02/05/2020
Un viaje al mar del norte, donde la bruma vuelve el aire una cortina blanca que parece venir desde muy lejos. El mar encrespado y tan grisáceo y azulado como el corazón de la escarcha. Una playa inmensa, solitaria, donde noviembre clava su desesperación por la muerte reviviendo la esperanza de una nostalgia indeterminada. Una vida que estalla abriendo las fibras de la primera juventud. Las primeras preguntas sin respuesta hierven dentro como brasas interminables. El primer esbozo del amor se hunde en una mirada anónima, o en los pechos de una vecina, o en la sonrisa de la chica que atiende al puesto de frutos secos. El desenganche del grupo jocoso, para entrar en amistades más íntimas, está en su final. Llega la primera mente que admiras porque analiza, o desencaja, el mundo. Aquella de la que aprender a sentir que estás en una frontera y más allá hay un tiempo desconocido que, aún no lo sabes, jamás vas a entender.
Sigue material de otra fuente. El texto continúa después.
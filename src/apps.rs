// App registry for the desktop shell
// The order of `AppId::ALL` is the registration order used by the start menu,
// the desktop icons, the running-apps strip and Alt+Tab cycling.

use serde::{Deserialize, Serialize};

/// Identifier of one desktop application (one window per app)
#[derive(Debug, Clone, Copy, PartialEq, Eq, Hash, PartialOrd, Ord, Serialize, Deserialize)]
#[serde(rename_all = "lowercase")]
pub enum AppId {
    About,
    Resume,
    Projects,
    Contributions,
    Experience,
    Skills,
    Power,
    Leetcode,
    Contact,
    Chatbot,
    Help,
}

/// App that holds focus when no window is visible
pub const FALLBACK_APP: AppId = AppId::About;

impl AppId {
    pub const ALL: [AppId; 11] = [
        AppId::About,
        AppId::Resume,
        AppId::Projects,
        AppId::Contributions,
        AppId::Experience,
        AppId::Skills,
        AppId::Power,
        AppId::Leetcode,
        AppId::Contact,
        AppId::Chatbot,
        AppId::Help,
    ];

    /// Parse from the frontend id string
    pub fn from_str(s: &str) -> Option<Self> {
        match s.to_lowercase().as_str() {
            "about" => Some(AppId::About),
            "resume" => Some(AppId::Resume),
            "projects" => Some(AppId::Projects),
            "contributions" => Some(AppId::Contributions),
            "experience" => Some(AppId::Experience),
            "skills" => Some(AppId::Skills),
            "power" => Some(AppId::Power),
            "leetcode" => Some(AppId::Leetcode),
            "contact" => Some(AppId::Contact),
            "chatbot" => Some(AppId::Chatbot),
            "help" => Some(AppId::Help),
            _ => None,
        }
    }

    pub fn as_str(&self) -> &'static str {
        match self {
            AppId::About => "about",
            AppId::Resume => "resume",
            AppId::Projects => "projects",
            AppId::Contributions => "contributions",
            AppId::Experience => "experience",
            AppId::Skills => "skills",
            AppId::Power => "power",
            AppId::Leetcode => "leetcode",
            AppId::Contact => "contact",
            AppId::Chatbot => "chatbot",
            AppId::Help => "help",
        }
    }

    /// Position in the registration order
    pub fn index(&self) -> usize {
        AppId::ALL
            .iter()
            .position(|app| app == self)
            .unwrap_or_default()
    }

    pub fn label(&self) -> &'static str {
        match self {
            AppId::About => "About.me",
            AppId::Resume => "Resume.pdf",
            AppId::Projects => "Projects.dir",
            AppId::Contributions => "Contributions.log",
            AppId::Experience => "Experience.log",
            AppId::Skills => "Skills.cfg",
            AppId::Power => "Extracurricular.log",
            AppId::Leetcode => "LeetCode.trn",
            AppId::Contact => "Contact.net",
            AppId::Chatbot => "Assist.chat",
            AppId::Help => "Help.txt",
        }
    }

    pub fn icon(&self) -> &'static str {
        match self {
            AppId::About => "👤",
            AppId::Resume => "📄",
            AppId::Projects => "🗂️",
            AppId::Contributions => "📈",
            AppId::Experience => "🧰",
            AppId::Skills => "⚙️",
            AppId::Power => "🏋️",
            AppId::Leetcode => "🧩",
            AppId::Contact => "📡",
            AppId::Chatbot => "🤖",
            AppId::Help => "⌨️",
        }
    }

    /// Where the window appears the first time it is opened
    pub fn initial_position(&self) -> (f64, f64) {
        match self {
            AppId::About => (90.0, 84.0),
            AppId::Resume => (140.0, 100.0),
            AppId::Projects => (190.0, 116.0),
            AppId::Contributions => (210.0, 92.0),
            AppId::Experience => (230.0, 96.0),
            AppId::Skills => (160.0, 130.0),
            AppId::Power => (200.0, 140.0),
            AppId::Leetcode => (240.0, 124.0),
            AppId::Contact => (260.0, 118.0),
            AppId::Chatbot => (220.0, 150.0),
            AppId::Help => (280.0, 88.0),
        }
    }
}

/// Registry entry as shown by the start menu and desktop icons
#[derive(Debug, Clone, Serialize)]
pub struct AppEntry {
    pub id: AppId,
    pub icon: &'static str,
    pub label: &'static str,
}

pub fn registry() -> Vec<AppEntry> {
    AppId::ALL
        .iter()
        .map(|&id| AppEntry {
            id,
            icon: id.icon(),
            label: id.label(),
        })
        .collect()
}
// Assist.chat transcript
// The window keeps its own history; replies come from the chat relay.

use chrono::{DateTime, Utc};
use serde::Serialize;
use serde_json::{json, Value};
use thiserror::Error;
use uuid::Uuid;

pub const WELCOME_MESSAGE: &str = "👋 Hey! I can tell you about Dayyan's projects, skills, \
experience, or personal interests. Try asking me something like \"Tell me about your projects\" \
or \"What are your skills?\"";

pub const FALLBACK_REPLY: &str = "I'm still working on this feature. Please check back soon!";

#[derive(Debug, Error)]
pub enum ChatError {
    #[error("relay request failed: {0}")]
    Http(#[from] reqwest::Error),
    #[error("relay returned HTTP {0}")]
    Status(u16),
    #[error("relay reply had no message content")]
    MissingContent,
}

#[derive(Debug, Clone, Copy, PartialEq, Eq, Serialize)]
#[serde(rename_all = "lowercase")]
pub enum Sender {
    User,
    Bot,
}

#[derive(Debug, Clone, Serialize)]
pub struct ChatMessage {
    pub id: Uuid,
    pub sender: Sender,
    pub text: String,
    pub sent_at: DateTime<Utc>,
}

impl ChatMessage {
    fn new(sender: Sender, text: impl Into<String>) -> Self {
        Self {
            id: Uuid::new_v4(),
            sender,
            text: text.into(),
            sent_at: Utc::now(),
        }
    }
}

#[derive(Debug, Clone, Serialize)]
pub struct ChatSession {
    messages: Vec<ChatMessage>,
    /// A message is waiting on the relay
    awaiting_reply: bool,
}

impl ChatSession {
    pub fn new() -> Self {
        Self {
            messages: vec![ChatMessage::new(Sender::Bot, WELCOME_MESSAGE)],
            awaiting_reply: false,
        }
    }

    pub fn messages(&self) -> &[ChatMessage] {
        &self.messages
    }

    pub fn is_awaiting_reply(&self) -> bool {
        self.awaiting_reply
    }

    /// Record the user's message. Blank input is ignored (returns None),
    /// otherwise returns the text to send to the relay.
    pub fn submit(&mut self, input: &str) -> Option<String> {
        let text = input.trim();
        if text.is_empty() {
            return None;
        }
        self.messages.push(ChatMessage::new(Sender::User, text));
        self.awaiting_reply = true;
        Some(text.to_string())
    }

    /// Append the bot's answer; any failure becomes the fallback reply
    pub fn receive(&mut self, reply: Result<String, ChatError>) -> &ChatMessage {
        let text = match reply {
            Ok(text) => text,
            Err(e) => {
                tracing::warn!("[Chat] relay unavailable: {}", e);
                FALLBACK_REPLY.to_string()
            }
        };
        self.awaiting_reply = false;
        self.messages.push(ChatMessage::new(Sender::Bot, text));
        &self.messages[self.messages.len() - 1]
    }
}

impl Default for ChatSession {
    fn default() -> Self {
        Self::new()
    }
}

/// `choices[0].message.content` of a chat-completion response
pub fn extract_reply(body: &Value) -> Option<String> {
    body.get("choices")?
        .get(0)?
        .get("message")?
        .get("content")?
        .as_str()
        .map(str::to_string)
}

pub async fn ask_relay(
    http: &reqwest::Client,
    relay_url: &str,
    message: &str,
) -> Result<String, ChatError> {
    let response = http
        .post(relay_url)
        .json(&json!({ "message": message }))
        .send()
        .await?;
    if !response.status().is_success() {
        return Err(ChatError::Status(response.status().as_u16()));
    }
    let body = response.json::<Value>().await?;
    extract_reply(&body).ok_or(ChatError::MissingContent)
}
En el autobús sonó varias veces la canción de Roberto Carlos El gato que está triste y azul. La melodía estalló adentro como una sinfonía de cristales rotos rajando el alma. La candencia lánguida de la guitarra saciaba esa sed nueva de sentir, despertaba un placer sostenido en imágenes de muslos, pechos y labios. La voz dulce y varonil de Roberto Carlos alimentaba esa pasión bella y agónica que comenzaba a instalarse en el pecho. La letra habla de una juventud en la que nace un amor, de un gato que observa a los amantes. El minino mira con sus grandes ojos azules los besos y los abrazos, y luego ya sigue con ellos en una larga historia. También habla de una garra que sale del tiempo y arrasa con todo. Canta a un amor intentando sobrevivir, dando manotazos a la muerte, agarrándose al recuerdo del gato que está triste y no quiere volver a casa porque ella no está. Pero ya entonces comprendí que el gato tampoco entraba porque amaba la noche, porque gozaba de su libertad perdido por las esquinas, escondiéndose debajo de los automóviles, oliendo con sus doscientos millones de células el fuego blanco de la luna, siendo el único rey de su soledad.
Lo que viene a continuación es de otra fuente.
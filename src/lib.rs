// App registry and per-app window content
pub mod apps;
pub mod content;

// Window manager state
pub mod state;

// Boot sequence and transfer dialog reducers
pub mod boot;

// Desktop session: login, start menu, shortcuts, clock
pub mod input;
pub mod shell;

// External feeds and the chat assistant
pub mod chat;
pub mod feeds;
pub mod relay;

#[cfg(feature = "desktop")]
mod desktop;

#[cfg(feature = "desktop")]
pub use desktop::run;

/// Install the global `tracing` subscriber. `RUST_LOG` overrides the default `info`.
pub fn init_tracing() {
    let filter = tracing_subscriber::EnvFilter::try_from_default_env()
        .unwrap_or_else(|_| tracing_subscriber::EnvFilter::new("info"));
    // A second call (tests, embedding) keeps the first subscriber
    let _ = tracing_subscriber::fmt().with_env_filter(filter).try_init();
}
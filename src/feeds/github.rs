// GitHub repositories and public activity
// Payloads are checked defensively; anything unexpected becomes an empty list.

use chrono::{DateTime, Utc};
use serde::{Deserialize, Serialize};
use serde_json::Value;

use super::{FeedConfig, FeedError};

/// Number of repos shown in the Projects window
pub const TOP_REPO_LIMIT: usize = 10;
/// Number of entries kept in the contribution feed
pub const FEED_LIMIT: usize = 6;

#[derive(Debug, Clone, PartialEq, Serialize, Deserialize)]
pub struct Repo {
    pub name: String,
    #[serde(default)]
    pub language: Option<String>,
    #[serde(default)]
    pub stargazers_count: u64,
    #[serde(default)]
    pub description: Option<String>,
    #[serde(default)]
    pub html_url: String,
    #[serde(default)]
    pub homepage: Option<String>,
    #[serde(default)]
    pub fork: bool,
}

/// Keep well-formed repo objects; a non-array payload yields nothing
pub fn parse_repos(payload: &Value) -> Vec<Repo> {
    match payload.as_array() {
        Some(items) => items
            .iter()
            .filter_map(|item| serde_json::from_value(item.clone()).ok())
            .collect(),
        None => Vec::new(),
    }
}

/// Drop forks and the portfolio's own repos, most stars first
pub fn top_repos(repos: Vec<Repo>, excluded: &[String], limit: usize) -> Vec<Repo> {
    let mut kept: Vec<Repo> = repos
        .into_iter()
        .filter(|r| !r.fork && !excluded.iter().any(|name| name == &r.name))
        .collect();
    kept.sort_by(|a, b| b.stargazers_count.cmp(&a.stargazers_count));
    kept.truncate(limit);
    kept
}

pub async fn fetch_top_repos(
    http: &reqwest::Client,
    config: &FeedConfig,
) -> Result<Vec<Repo>, FeedError> {
    let url = format!(
        "{}/users/{}/repos?sort=updated&per_page=100",
        config.github_api, config.github_user
    );
    let payload = super::get_json(http, &url).await?;
    let repos = parse_repos(&payload);
    tracing::debug!("[Feeds] {} repos from GitHub", repos.len());
    Ok(top_repos(repos, &config.excluded_repos, TOP_REPO_LIMIT))
}

// ===== Contribution feed =====

#[derive(Debug, Clone, PartialEq, Serialize, Deserialize)]
pub struct FeedEntry {
    pub id: String,
    pub repo: String,
    pub summary: String,
    pub updated_at: String,
    pub url: String,
}

#[derive(Debug, Clone, Deserialize)]
pub struct EventRepo {
    pub name: String,
    #[serde(default)]
    pub url: Option<String>,
}

#[derive(Debug, Clone, Deserialize)]
pub struct GitHubEvent {
    #[serde(default)]
    pub id: Option<String>,
    #[serde(rename = "type", default)]
    pub kind: String,
    #[serde(default)]
    pub created_at: Option<String>,
    #[serde(default)]
    pub repo: Option<EventRepo>,
    #[serde(default)]
    pub payload: Value,
}

/// API repo URL to the browsable one
pub fn normalize_repo_url(raw_url: Option<&str>, name: Option<&str>) -> String {
    match (raw_url, name) {
        (Some(url), _) => url.replace("https://api.github.com/repos/", "https://github.com/"),
        (None, Some(name)) => format!("https://github.com/{}", name),
        (None, None) => "https://github.com/dayy346".to_string(),
    }
}

fn str_at<'a>(value: &'a Value, path: &[&str]) -> Option<&'a str> {
    let mut current = value;
    for key in path {
        current = current.get(key)?;
    }
    current.as_str()
}

fn summarize(event: &GitHubEvent, repo_name: &str) -> String {
    let payload = &event.payload;
    match event.kind.as_str() {
        "PushEvent" => {
            let commits = payload
                .get("commits")
                .and_then(|c| c.as_array())
                .map(|c| c.as_slice())
                .unwrap_or_default();
            let count = commits.len().max(1);
            let message = commits
                .first()
                .and_then(|c| c.get("message"))
                .and_then(|m| m.as_str())
                .unwrap_or("Updated codebase");
            format!(
                "Push · {} commit{} · {}",
                count,
                if count == 1 { "" } else { "s" },
                message
            )
        }
        "PullRequestEvent" => format!(
            "PR {} · {}",
            str_at(payload, &["action"]).unwrap_or("updated"),
            str_at(payload, &["pull_request", "title"]).unwrap_or("Pull request activity")
        ),
        "IssuesEvent" => format!(
            "Issue {} · {}",
            str_at(payload, &["action"]).unwrap_or("updated"),
            str_at(payload, &["issue", "title"]).unwrap_or("Issue chatter")
        ),
        "CreateEvent" => format!(
            "Created {} · {}",
            str_at(payload, &["ref_type"]).unwrap_or("resource"),
            repo_name
        ),
        "ReleaseEvent" => format!(
            "Released {}",
            str_at(payload, &["release", "name"]).unwrap_or("release")
        ),
        _ => "Activity streaming from GitHub.".to_string(),
    }
}

/// One feed line per event; events without an id or repo are skipped
pub fn convert_event_to_entry(event: &GitHubEvent, now: DateTime<Utc>) -> Option<FeedEntry> {
    let id = event.id.as_ref()?;
    let repo = event.repo.as_ref()?;

    let base_url = normalize_repo_url(repo.url.as_deref(), Some(&repo.name));
    let detail_url = str_at(&event.payload, &["pull_request", "html_url"])
        .filter(|u| !u.is_empty())
        .or_else(|| str_at(&event.payload, &["issue", "html_url"]).filter(|u| !u.is_empty()))
        .or_else(|| str_at(&event.payload, &["comment", "html_url"]).filter(|u| !u.is_empty()))
        .map(str::to_string)
        .unwrap_or(base_url);

    Some(FeedEntry {
        id: id.clone(),
        repo: repo.name.clone(),
        summary: summarize(event, &repo.name),
        updated_at: event
            .created_at
            .clone()
            .unwrap_or_else(|| now.to_rfc3339()),
        url: detail_url,
    })
}

pub fn parse_events(payload: &Value, now: DateTime<Utc>) -> Result<Vec<FeedEntry>, FeedError> {
    let items = payload
        .as_array()
        .ok_or_else(|| FeedError::Shape("Unexpected feed payload".to_string()))?;

    let entries: Vec<FeedEntry> = items
        .iter()
        .filter_map(|item| serde_json::from_value::<GitHubEvent>(item.clone()).ok())
        .filter_map(|event| convert_event_to_entry(&event, now))
        .take(FEED_LIMIT)
        .collect();

    if entries.is_empty() {
        return Err(FeedError::Shape("Empty GitHub activity list".to_string()));
    }
    Ok(entries)
}

pub async fn fetch_contributions(
    http: &reqwest::Client,
    config: &FeedConfig,
) -> Result<Vec<FeedEntry>, FeedError> {
    let url = format!(
        "{}/users/{}/events/public?per_page={}",
        config.github_api, config.github_user, FEED_LIMIT
    );
    let payload = super::get_json(http, &url).await?;
    parse_events(&payload, Utc::now())
}

/// Shown until the first live sync, and kept when GitHub is unreachable
pub fn fallback_feed() -> Vec<FeedEntry> {
    [
        (
            "fallback-camera-guardrail",
            "CollabLab/camera-guardrails",
            "Ship camera-required guardrails paired with backend verification for secure tutor rooms.",
            "2026-02-10T14:20:00Z",
            "https://github.com/dayy346/camera-guardrails",
        ),
        (
            "fallback-gxp-docs",
            "Regeneron/quality-automation",
            "Automated GxP documentation pipelines to improve traceability across SOP reviews.",
            "2026-02-05T09:00:00Z",
            "https://github.com/dayy346/quality-automation",
        ),
        (
            "fallback-missive",
            "Dayyan-OS/Missive",
            "Missive board telemetry updates keep premium deliveries transparent and resilient.",
            "2026-02-01T18:10:00Z",
            "https://github.com/dayy346/Dayyan-OS",
        ),
        (
            "fallback-infra",
            "CollabLab/infrastructure",
            "Infra contributions harmonize telemetry, logging, and scheduler rails for reliability rituals.",
            "2026-01-27T11:05:00Z",
            "https://github.com/dayy346/infra-telemetry",
        ),
    ]
    .iter()
    .map(|(id, repo, summary, updated_at, url)| FeedEntry {
        id: id.to_string(),
        repo: repo.to_string(),
        summary: summary.to_string(),
        updated_at: updated_at.to_string(),
        url: url.to_string(),
    })
    .collect()
}

#[cfg(test)]
mod tests {
    use super::*;
    use chrono::TimeZone;
    use serde_json::json;

    fn repo(name: &str, stars: u64, fork: bool) -> Value {
        json!({
            "name": name,
            "language": "Rust",
            "stargazers_count": stars,
            "description": null,
            "html_url": format!("https://github.com/dayy346/{}", name),
            "fork": fork
        })
    }

    #[test]
    fn test_repo_filter_and_sort() {
        let payload = json!([
            repo("small", 1, false),
            repo("forked", 99, true),
            repo("Dayyan-Portfolio", 50, false),
            repo("big", 42, false),
            repo("mid", 19, false),
        ]);
        let excluded = vec!["Dayyan-Portfolio".to_string()];
        let top = top_repos(parse_repos(&payload), &excluded, TOP_REPO_LIMIT);
        let names: Vec<_> = top.iter().map(|r| r.name.as_str()).collect();
        assert_eq!(names, vec!["big", "mid", "small"]);
    }

    #[test]
    fn test_repo_limit() {
        let payload = Value::Array((0..15).map(|i| repo(&format!("r{}", i), i, false)).collect());
        let top = top_repos(parse_repos(&payload), &[], TOP_REPO_LIMIT);
        assert_eq!(top.len(), 10);
        assert_eq!(top[0].name, "r14");
    }

    #[test]
    fn test_non_array_payload_is_empty() {
        let payload = json!({"message": "API rate limit exceeded"});
        assert!(parse_repos(&payload).is_empty());
    }

    #[test]
    fn test_event_summaries() {
        let now = Utc.with_ymd_and_hms(2026, 3, 1, 12, 0, 0).unwrap();
        let payload = json!([
            {
                "id": "1", "type": "PushEvent", "created_at": "2026-02-28T10:00:00Z",
                "repo": {"name": "dayy346/os", "url": "https://api.github.com/repos/dayy346/os"},
                "payload": {"commits": [{"message": "Fix focus"}, {"message": "Tidy"}]}
            },
            {
                "id": "2", "type": "PullRequestEvent",
                "repo": {"name": "dayy346/os"},
                "payload": {"action": "opened", "pull_request": {"title": "Alt+Tab", "html_url": "https://github.com/dayy346/os/pull/3"}}
            },
            {"id": "3", "type": "CreateEvent", "repo": {"name": "dayy346/new"}, "payload": {}},
            {"id": "4", "type": "WatchEvent", "repo": {"name": "dayy346/os"}},
            {"type": "PushEvent", "repo": {"name": "dayy346/no-id"}}
        ]);

        let entries = parse_events(&payload, now).unwrap();
        assert_eq!(entries.len(), 4);
        assert_eq!(entries[0].summary, "Push · 2 commits · Fix focus");
        assert_eq!(entries[0].url, "https://github.com/dayy346/os");
        assert_eq!(entries[1].summary, "PR opened · Alt+Tab");
        assert_eq!(entries[1].url, "https://github.com/dayy346/os/pull/3");
        assert_eq!(entries[1].updated_at, now.to_rfc3339());
        assert_eq!(entries[2].summary, "Created resource · dayy346/new");
        assert_eq!(entries[3].summary, "Activity streaming from GitHub.");
    }

    #[test]
    fn test_push_without_commits_counts_one() {
        let event: GitHubEvent = serde_json::from_value(json!({
            "id": "9", "type": "PushEvent", "repo": {"name": "a/b"}, "payload": {}
        }))
        .unwrap();
        let entry = convert_event_to_entry(&event, Utc::now()).unwrap();
        assert_eq!(entry.summary, "Push · 1 commit · Updated codebase");
    }

    #[test]
    fn test_empty_detail_url_falls_through() {
        let event: GitHubEvent = serde_json::from_value(json!({
            "id": "10", "type": "IssueCommentEvent", "repo": {"name": "a/b"},
            "payload": {
                "pull_request": {"html_url": ""},
                "issue": {"html_url": "https://github.com/a/b/issues/1"}
            }
        }))
        .unwrap();
        let entry = convert_event_to_entry(&event, Utc::now()).unwrap();
        assert_eq!(entry.url, "https://github.com/a/b/issues/1");

        let bare: GitHubEvent = serde_json::from_value(json!({
            "id": "11", "type": "IssuesEvent", "repo": {"name": "a/b"},
            "payload": {"issue": {"html_url": ""}}
        }))
        .unwrap();
        let entry = convert_event_to_entry(&bare, Utc::now()).unwrap();
        assert_eq!(entry.url, "https://github.com/a/b");
    }

    #[test]
    fn test_fallback_feed_copy() {
        let feed = fallback_feed();
        assert_eq!(feed.len(), 4);
        let infra = feed.iter().find(|e| e.id == "fallback-infra").unwrap();
        assert_eq!(
            infra.summary,
            "Infra contributions harmonize telemetry, logging, and scheduler rails for reliability rituals."
        );
    }

    #[test]
    fn test_empty_event_list_is_an_error() {
        assert!(parse_events(&json!([]), Utc::now()).is_err());
        assert!(parse_events(&json!({"oops": true}), Utc::now()).is_err());
    }
}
Me preguntaba en el viaje de vuelta, mientras volvía a sonar la canción, si era posible la convivencia entre el amor y la libertad. Si era mejor atarse al cuerpo amado, o a los gozos y exigencias de la vida, o viajar como los gatos escudriñando la calle, imponiendo tu ley, absorbiendo el alma de la noche o gozando el sol con los ojos cerrados. Esa pegunta todavía me la hago. Y no sé la respuesta.